Je voudrais, à cet effet, adresser mes félicitations aux agents de l’ADIE que j’ai l’honneur de diriger, considérés comme des acteurs de première ligne dans la stratégie nationale de riposte.
Mais l’État ne peut pas tout. Je souhaite ici lancer un appel au secteur privé national qui, trop souvent, tend à brider sa capacité d’innovation face à des obstacles épistémologiques difficiles à cerner. Il y a bien d’autres champs à investiguer que celui de la commande publique. L’innovation n’est pas un luxe réservé aux grandes puissances.
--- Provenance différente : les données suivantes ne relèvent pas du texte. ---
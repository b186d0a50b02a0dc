// SPDX-FileCopyrightText: 2025 2025 Contributors to the OpenIMP project.
// SPDX-License-Identifier: Apache-2.0

//! Pipeline-stage modules and their addresses.
//!
//! A [`Module`] is the addressable unit the registry stores for every stage
//! instance. It owns the ordered observer list that forms its outgoing edges
//! in the dataflow graph and an optional [`ModuleOps`] implementation that
//! overrides the generic bind, unbind and update behaviour.

pub(crate) mod observer;

use std::{
    fmt,
    sync::{
        Arc,
        atomic::{AtomicUsize, Ordering},
    },
};

use parking_lot::Mutex;
use tracing::{debug, warn};
use uuid::Uuid;

use crate::{
    Error, FrameInfo, Result,
    wait::{Semaphore, WaitMode},
};
use observer::Observer;

/// Longest name a module keeps; longer names are truncated.
pub const MODULE_NAME_MAX: usize = 15;

/// Row of the registry address space.
#[derive(Debug, Clone, Copy, PartialEq, Eq, Hash, PartialOrd, Ord)]
pub struct DeviceKind(usize);

impl DeviceKind {
    pub const FRAME_SOURCE: DeviceKind = DeviceKind(imp_sys::DEV_ID_FS as usize);
    pub const ENCODER: DeviceKind = DeviceKind(imp_sys::DEV_ID_ENC as usize);
    pub const IVS: DeviceKind = DeviceKind(imp_sys::DEV_ID_IVS as usize);
    pub const OSD: DeviceKind = DeviceKind(imp_sys::DEV_ID_OSD as usize);

    /// Builds a device kind from a raw row index.
    ///
    /// # Errors
    ///
    /// Returns [`Error::InvalidAddress`] if `index >= imp_sys::MAX_DEVICES`.
    pub fn new(index: usize) -> Result<Self> {
        if index < imp_sys::MAX_DEVICES {
            Ok(Self(index))
        } else {
            Err(Error::InvalidAddress(format!("device kind {index}")))
        }
    }

    pub fn index(self) -> usize {
        self.0
    }
}

impl fmt::Display for DeviceKind {
    fn fmt(&self, f: &mut fmt::Formatter<'_>) -> fmt::Result {
        match *self {
            DeviceKind::FRAME_SOURCE => f.write_str("framesource"),
            DeviceKind::ENCODER => f.write_str("encoder"),
            DeviceKind::IVS => f.write_str("ivs"),
            DeviceKind::OSD => f.write_str("osd"),
            DeviceKind(other) => write!(f, "device{other}"),
        }
    }
}

/// Address of one numbered output port of one module.
#[derive(Debug, Clone, Copy, PartialEq, Eq, Hash)]
pub struct Cell {
    pub device: DeviceKind,
    pub group: usize,
    pub output: usize,
}

impl Cell {
    pub fn new(device: DeviceKind, group: usize, output: usize) -> Self {
        Self {
            device,
            group,
            output,
        }
    }
}

impl fmt::Display for Cell {
    fn fmt(&self, f: &mut fmt::Formatter<'_>) -> fmt::Result {
        write!(f, "[{},{},{}]", self.device, self.group, self.output)
    }
}

impl TryFrom<imp_sys::Cell> for Cell {
    type Error = Error;

    fn try_from(cell: imp_sys::Cell) -> Result<Self> {
        let index = |value: i32, what: &str| {
            usize::try_from(value).map_err(|_| Error::InvalidAddress(format!("{what} {value}")))
        };
        Ok(Self {
            device: DeviceKind::new(index(cell.device_id, "device kind")?)?,
            group: index(cell.group_id, "group")?,
            output: index(cell.output_id, "output")?,
        })
    }
}

/// Identity assigned to every module at allocation.
#[derive(Debug, Clone, Copy, PartialEq, Eq, Hash)]
pub struct ModuleId(Uuid);

impl fmt::Display for ModuleId {
    fn fmt(&self, f: &mut fmt::Formatter<'_>) -> fmt::Result {
        self.0.fmt(f)
    }
}

/// Output-specific context handed to bind and unbind handlers.
#[derive(Debug, Clone, Copy, PartialEq, Eq)]
pub struct OutputContext {
    /// Index of the source output being wired.
    pub index: usize,
}

/// Stage-supplied overrides for binding and frame delivery.
///
/// Every method has a default that performs the generic behaviour, so an
/// implementation only overrides what its stage needs. A module without any
/// `ModuleOps` behaves exactly like one using all defaults.
pub trait ModuleOps: Send + Sync {
    /// Wires `src`'s output to `dst`. The default appends an observer.
    fn bind(&self, src: &Arc<Module>, dst: &Arc<Module>, output: OutputContext) -> Result<()> {
        src.attach_observer(dst, output.index);
        Ok(())
    }

    /// Removes an edge. The default removes the first observer targeting `dst`.
    fn unbind(&self, src: &Arc<Module>, dst: &Arc<Module>, _output: OutputContext) -> Result<()> {
        src.detach_observer(dst)
    }

    /// Called on the destination module when a bound producer delivers a frame.
    fn update(&self, _module: &Arc<Module>, _frame: &FrameInfo) -> Result<()> {
        Ok(())
    }
}

/// Where a module currently sits in the registry.
#[derive(Debug, Clone, Copy, PartialEq, Eq)]
pub(crate) struct Placement {
    pub(crate) device: DeviceKind,
    pub(crate) group: usize,
}

/// One pipeline-stage instance.
///
/// Modules are created through [`crate::ModuleRegistry::allocate`] and shared
/// as `Arc<Module>`; the registry slot and the owning stage each hold a
/// reference. Observers only hold weak references to their destination, so
/// the graph never keeps a torn-down stage alive.
pub struct Module {
    id: ModuleId,
    name: String,
    placement: Mutex<Option<Placement>>,
    output_count: AtomicUsize,
    ops: Option<Arc<dyn ModuleOps>>,
    /// Binding lock: bind, unbind and notify contend here, never on the registry.
    observers: Mutex<Vec<Observer>>,
    in_flight: Semaphore,
}

impl fmt::Debug for Module {
    fn fmt(&self, f: &mut fmt::Formatter<'_>) -> fmt::Result {
        f.debug_struct("Module")
            .field("id", &self.id)
            .field("name", &self.name)
            .field("placement", &*self.placement.lock())
            .field("output_count", &self.output_count())
            .field("observers", &self.observer_count())
            .finish()
    }
}

impl Module {
    pub(crate) fn new(name: &str, ops: Option<Arc<dyn ModuleOps>>, in_flight: usize) -> Self {
        let mut name = name.to_string();
        if name.len() > MODULE_NAME_MAX {
            let mut end = MODULE_NAME_MAX;
            while !name.is_char_boundary(end) {
                end -= 1;
            }
            warn!(name = %name, "Module name truncated to {MODULE_NAME_MAX} bytes.");
            name.truncate(end);
        }
        Self {
            id: ModuleId(Uuid::new_v4()),
            name,
            placement: Mutex::new(None),
            output_count: AtomicUsize::new(0),
            ops,
            observers: Mutex::new(Vec::new()),
            in_flight: Semaphore::new(in_flight),
        }
    }

    pub fn id(&self) -> ModuleId {
        self.id
    }

    pub fn name(&self) -> &str {
        &self.name
    }

    /// Device kind of the registry slot holding this module, if registered.
    pub fn device(&self) -> Option<DeviceKind> {
        self.placement.lock().map(|p| p.device)
    }

    /// Group index of the registry slot holding this module, if registered.
    pub fn group(&self) -> Option<usize> {
        self.placement.lock().map(|p| p.group)
    }

    pub(crate) fn set_placement(&self, placement: Option<Placement>) {
        *self.placement.lock() = placement;
    }

    pub fn output_count(&self) -> usize {
        self.output_count.load(Ordering::Acquire)
    }

    /// Sets the number of outputs this module exposes.
    ///
    /// A module registered with zero outputs is given one.
    pub fn set_output_count(&self, count: usize) {
        self.output_count.store(count, Ordering::Release);
    }

    /// Bumps a zero output count to one; returns the resulting count.
    pub(crate) fn default_output_count(&self) -> usize {
        match self
            .output_count
            .compare_exchange(0, 1, Ordering::AcqRel, Ordering::Acquire)
        {
            Ok(_) => 1,
            Err(current) => current,
        }
    }

    pub(crate) fn ops(&self) -> Option<&Arc<dyn ModuleOps>> {
        self.ops.as_ref()
    }

    /// Number of outgoing edges, counting duplicates.
    pub fn observer_count(&self) -> usize {
        self.observers.lock().len()
    }

    /// Returns `true` if at least one edge from this module targets `dst`.
    pub fn is_bound_to(&self, dst: &Module) -> bool {
        self.observers.lock().iter().any(|o| o.targets(dst))
    }

    /// Most recent frame delivered over the first edge targeting `dst`.
    pub fn last_delivered(&self, dst: &Module) -> Option<FrameInfo> {
        self.observers
            .lock()
            .iter()
            .find(|o| o.targets(dst))
            .and_then(|o| o.last_frame())
    }

    /// Appends an edge to `dst` on `output`. Duplicate edges are kept.
    pub fn attach_observer(&self, dst: &Arc<Module>, output: usize) {
        let mut observers = self.observers.lock();
        observers.push(Observer::new(dst, output));
        debug!(
            src = %self.name,
            dst = %dst.name,
            output,
            edges = observers.len(),
            "Observer attached."
        );
    }

    /// Removes the first edge targeting `dst`.
    ///
    /// # Errors
    ///
    /// Returns [`Error::NotFound`] if no edge targets `dst`.
    pub fn detach_observer(&self, dst: &Module) -> Result<()> {
        let mut observers = self.observers.lock();
        let position = observers
            .iter()
            .position(|o| o.targets(dst))
            .ok_or_else(|| Error::NotFound(format!("edge {} -> {}", self.name, dst.name)))?;
        observers.remove(position);
        debug!(src = %self.name, dst = %dst.name, "Observer detached.");
        Ok(())
    }

    /// Delivers `frame` to every observer in insertion order.
    ///
    /// Each observer records the frame, then the destination's
    /// [`ModuleOps::update`] runs on the calling thread. A failing update is
    /// logged and delivery moves on to the next observer. A destination
    /// already holding its full in-flight allowance of frames makes the caller
    /// wait until one of them completes.
    ///
    /// Returns the number of update callbacks that ran successfully.
    pub fn notify(&self, frame: &FrameInfo) -> usize {
        // Updates run outside the binding lock so a callback may itself bind.
        let targets: Vec<_> = {
            let mut observers = self.observers.lock();
            observers
                .iter_mut()
                .filter_map(|observer| {
                    observer.record(frame);
                    observer.destination().map(|dst| (dst, observer.output()))
                })
                .collect()
        };

        let mut delivered = 0;
        for (dst, output) in targets {
            let Some(ops) = dst.ops.clone() else {
                continue;
            };
            debug!(
                src = %self.name,
                dst = %dst.name,
                output,
                frame = frame.index,
                "Delivering frame."
            );
            if let Err(e) = dst.in_flight.wait(WaitMode::Forever) {
                warn!(
                    src = %self.name,
                    dst = %dst.name,
                    frame = frame.index,
                    error = %e,
                    "No in-flight permit for destination."
                );
                continue;
            }
            match ops.update(&dst, frame) {
                Ok(()) => delivered += 1,
                Err(e) => warn!(
                    src = %self.name,
                    dst = %dst.name,
                    error = %e,
                    "Observer update failed."
                ),
            }
            dst.in_flight.post();
        }
        delivered
    }
}

#[cfg(test)]
mod tests {
    use std::sync::atomic::AtomicU32;

    use super::*;

    struct Counting {
        calls: AtomicU32,
        fail: bool,
    }

    impl ModuleOps for Counting {
        fn update(&self, _module: &Arc<Module>, _frame: &FrameInfo) -> Result<()> {
            self.calls.fetch_add(1, Ordering::SeqCst);
            if self.fail {
                Err(Error::Other("rejected".to_string()))
            } else {
                Ok(())
            }
        }
    }

    fn counting(fail: bool) -> Arc<Counting> {
        Arc::new(Counting {
            calls: AtomicU32::new(0),
            fail,
        })
    }

    #[test]
    fn long_names_are_truncated() {
        let module = Module::new("a_very_long_module_name", None, 1);
        assert_eq!(module.name(), "a_very_long_mod");
    }

    #[test]
    fn failing_update_does_not_block_siblings() {
        let src = Module::new("src", None, 1);
        let bad = counting(true);
        let good = counting(false);
        let dst_bad = Arc::new(Module::new("bad", Some(bad.clone()), 4));
        let dst_good = Arc::new(Module::new("good", Some(good.clone()), 4));
        src.attach_observer(&dst_bad, 0);
        src.attach_observer(&dst_good, 0);

        let frame = FrameInfo::default();
        assert_eq!(src.notify(&frame), 1);
        assert_eq!(bad.calls.load(Ordering::SeqCst), 1);
        assert_eq!(good.calls.load(Ordering::SeqCst), 1);
        assert_eq!(src.last_delivered(&dst_good), Some(frame));
    }

    #[test]
    fn saturated_destination_delays_instead_of_dropping() {
        struct Slow(AtomicU32);

        impl ModuleOps for Slow {
            fn update(&self, _module: &Arc<Module>, _frame: &FrameInfo) -> Result<()> {
                std::thread::sleep(std::time::Duration::from_millis(50));
                self.0.fetch_add(1, Ordering::SeqCst);
                Ok(())
            }
        }

        let ops = Arc::new(Slow(AtomicU32::new(0)));
        let dst = Arc::new(Module::new("dst", Some(ops.clone()), 1));
        let src = Arc::new(Module::new("src", None, 1));
        src.attach_observer(&dst, 0);

        let producers: Vec<_> = (0..2)
            .map(|index| {
                let src = src.clone();
                std::thread::spawn(move || {
                    src.notify(&FrameInfo {
                        index,
                        ..FrameInfo::default()
                    })
                })
            })
            .collect();
        let delivered: usize = producers.into_iter().map(|p| p.join().unwrap()).sum();
        assert_eq!(delivered, 2);
        assert_eq!(ops.0.load(Ordering::SeqCst), 2);
        assert_eq!(dst.in_flight.available(), 1);
    }

    #[test]
    fn dropped_destination_is_skipped() {
        let src = Module::new("src", None, 1);
        let ops = counting(false);
        let dst = Arc::new(Module::new("dst", Some(ops.clone()), 4));
        src.attach_observer(&dst, 0);
        drop(dst);
        assert_eq!(src.notify(&FrameInfo::default()), 0);
        assert_eq!(ops.calls.load(Ordering::SeqCst), 0);
    }

    #[test]
    fn detach_removes_only_first_duplicate() {
        let src = Module::new("src", None, 1);
        let dst = Arc::new(Module::new("dst", None, 1));
        src.attach_observer(&dst, 0);
        src.attach_observer(&dst, 0);
        src.detach_observer(&dst).unwrap();
        assert!(src.is_bound_to(&dst));
        src.detach_observer(&dst).unwrap();
        assert!(matches!(src.detach_observer(&dst), Err(Error::NotFound(_))));
    }

    #[test]
    fn raw_cell_with_negative_index_is_invalid() {
        let raw = imp_sys::Cell {
            device_id: imp_sys::DEV_ID_IVS,
            group_id: -1,
            output_id: 0,
        };
        assert!(matches!(Cell::try_from(raw), Err(Error::InvalidAddress(_))));

        let raw = imp_sys::Cell {
            device_id: imp_sys::DEV_ID_FS,
            group_id: 1,
            output_id: 0,
        };
        assert_eq!(
            Cell::try_from(raw).unwrap(),
            Cell::new(DeviceKind::FRAME_SOURCE, 1, 0)
        );
    }
}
Les plus grandes vagues d’innovation de l’histoire ont trouvé racine dans des périodes de crise et il ne faudrait pas que nous fassions exception.
L’Intelligence artificielle, la blockchain, les cryptomonnaies, l’internet des objets, le Big Data, l’Open Data, toutes ces tendances lourdes qui vont façonner notre quotidien dans les temps qui viennent, doivent devenir des questions éminemment africaines avec l’émergence de champions régionaux qui penseront le leapfrog technologique au lieu de le subir. Nous avons besoin de ce génie créateur sénégalais pour être à l’avant-garde de ces grandes transformations.
Déjà, des initiatives très prometteuses ont été constatées comme « Dr. Car », ce robot conçu par les élèves de l’ESP, les respirateurs artificiels imprimés en 3D, ou encore ces différentes solutions informatiques d’aide à la traçabilité des malades. Mais il faut aller beaucoup plus loin en développant une véritable culture de la synergie interfécondante des entreprises, universités, groupes de recherche, « start-ups » et institutions financières.
L’État en général et l’ADIE en particulier, seront là, à chaque étape, pour organiser, simplifier, faciliter et encourager le processus afin de s’assurer que la question du digital, dans le contexte d’un Sénégal post-COVID, soit posée comme enjeu majeur de la nouvelle souveraineté, construite sur des briques technologiques « Made in Senegal ».